### Problem description:
The first line of the data below and every line after it, through the one with "use thiserror::Error;", must be transcribed without change.

### Data provided:
───

use std::borrow::Cow;
use std::io::Cursor;

use base64::engine::general_purpose::STANDARD as BASE64;
use base64::Engine as _;
use image::codecs::jpeg::JpegEncoder;
use image::imageops::FilterType;
use image::DynamicImage;
use thiserror::Error;

/// A validated raster for one request. Owned by the dispatch call that
/// decoded it and dropped when the response is built; never cached or
/// shared across requests.
#[derive(Debug)]
pub struct DecodedFrame {
    image: DynamicImage,
    width: u32,
    height: u32,
}

impl DecodedFrame {
    pub fn new(image: DynamicImage) -> Self {
        let width = image.width();
        let height = image.height();
        Self {
            image,
            width,
            height,
        }
    }

    pub fn image(&self) -> &DynamicImage {
        &self.image
    }

    pub fn width(&self) -> u32 {
        self.width
    }

    pub fn height(&self) -> u32 {
        self.height
    }
}

#[derive(Debug, Error)]
pub enum DecodeError {
    #[error("empty image payload")]
    Empty,
    #[error("invalid base64 image data: {0}")]
    Base64(#[from] base64::DecodeError),
    #[error("undecodable image bytes: {0}")]
    Image(#[from] image::ImageError),
    #[error("decoded raster has zero dimensions")]
    EmptyRaster,
}

/// Decodes one inbound image payload. A `data:image/...;base64,` header is
/// optional; when present everything up to the first comma is dropped.
/// Embedded ASCII whitespace (line-wrapped base64) is tolerated.
pub fn decode_frame(payload: &str) -> Result<DecodedFrame, DecodeError> {
    let trimmed = payload.trim();
    let encoded = match trimmed.split_once(',') {
        Some((_, tail)) => tail,
        None => trimmed,
    };
    if encoded.is_empty() {
        return Err(DecodeError::Empty);
    }

    let encoded: Cow<'_, str> = if encoded.bytes().any(|b| b.is_ascii_whitespace()) {
        Cow::Owned(encoded.split_ascii_whitespace().collect())
    } else {
        Cow::Borrowed(encoded)
    };
    if encoded.is_empty() {
        return Err(DecodeError::Empty);
    }

    let bytes = BASE64.decode(encoded.as_bytes())?;
    let image = image::load_from_memory(&bytes)?;
    if image.width() == 0 || image.height() == 0 {
        return Err(DecodeError::EmptyRaster);
    }
    Ok(DecodedFrame::new(image))
}

/// Re-encodes a frame as base64 JPEG for transport to an inference
/// endpoint, downscaling so the longest edge is at most `max_edge`.
pub fn to_jpeg_base64(frame: &DecodedFrame, max_edge: u32) -> anyhow::Result<String> {
    let image = if frame.width().max(frame.height()) > max_edge {
        frame.image().resize(max_edge, max_edge, FilterType::Triangle)
    } else {
        frame.image().clone()
    };

    let mut bytes = Vec::new();
    let encoder = JpegEncoder::new_with_quality(Cursor::new(&mut bytes), 85);
    image
        .to_rgb8()
        .write_with_encoder(encoder)
        .map_err(|err| anyhow::anyhow!("JPEG re-encode failed: {err}"))?;
    Ok(BASE64.encode(&bytes))
}

#[cfg(test)]
mod tests {
    use image::{DynamicImage, Rgba, RgbaImage};

    use super::{decode_frame, to_jpeg_base64, DecodeError, BASE64};
    use base64::Engine as _;

    fn png_base64(width: u32, height: u32) -> String {
        let img = RgbaImage::from_fn(width, height, |_, _| Rgba([40, 120, 80, 255]));
        let mut bytes = Vec::new();
        DynamicImage::ImageRgba8(img)
            .write_to(
                &mut std::io::Cursor::new(&mut bytes),
                image::ImageFormat::Png,
            )
            .expect("encode test png");
        BASE64.encode(&bytes)
    }

    #[test]
    fn decode_accepts_payload_with_and_without_data_uri_header() {
        let encoded = png_base64(12, 8);
        let bare = decode_frame(&encoded).expect("bare payload");
        let prefixed =
            decode_frame(&format!("data:image/png;base64,{encoded}")).expect("prefixed payload");
        assert_eq!((bare.width(), bare.height()), (12, 8));
        assert_eq!((prefixed.width(), prefixed.height()), (12, 8));
    }

    #[test]
    fn decode_is_idempotent_on_dimensions() {
        let encoded = png_base64(17, 5);
        let first = decode_frame(&encoded).expect("first decode");
        let second = decode_frame(&encoded).expect("second decode");
        assert_eq!(
            (first.width(), first.height()),
            (second.width(), second.height())
        );
    }

    #[test]
    fn decode_tolerates_line_wrapped_base64() {
        let encoded = png_base64(20, 10);
        let mut wrapped = String::new();
        for (offset, chunk) in encoded.as_bytes().chunks(24).enumerate() {
            if offset > 0 {
                wrapped.push_str("\r\n");
            }
            wrapped.push_str(std::str::from_utf8(chunk).expect("ascii"));
        }
        let frame = decode_frame(&wrapped).expect("wrapped payload");
        assert_eq!((frame.width(), frame.height()), (20, 10));
    }

    #[test]
    fn decode_rejects_empty_payloads() {
        assert!(matches!(decode_frame(""), Err(DecodeError::Empty)));
        assert!(matches!(
            decode_frame("data:image/png;base64,"),
            Err(DecodeError::Empty)
        ));
    }

    #[test]
    fn decode_rejects_bad_base64_and_non_image_bytes() {
        assert!(matches!(
            decode_frame("!!not-base64!!"),
            Err(DecodeError::Base64(_))
        ));
        let not_an_image = BASE64.encode(b"plain text, not pixels");
        assert!(matches!(
            decode_frame(&not_an_image),
            Err(DecodeError::Image(_))
        ));
    }

    #[test]
    fn jpeg_reencode_downscales_large_frames() {
        let encoded = png_base64(64, 32);
        let frame = decode_frame(&encoded).expect("decode");
        let jpeg = to_jpeg_base64(&frame, 16).expect("re-encode");
        let bytes = BASE64.decode(jpeg.as_bytes()).expect("valid base64");
        let reloaded = image::load_from_memory(&bytes).expect("valid jpeg");
        assert!(reloaded.width() <= 16 && reloaded.height() <= 16);
    }
}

───

### Exercise output:
use std::borrow::Cow;
use std::io::Cursor;

use base64::engine::general_purpose::STANDARD as BASE64;
use base64::Engine as _;
use image::codecs::jpeg::JpegEncoder;
use image::imageops::FilterType;
use image::DynamicImage;
use thiserror::Error;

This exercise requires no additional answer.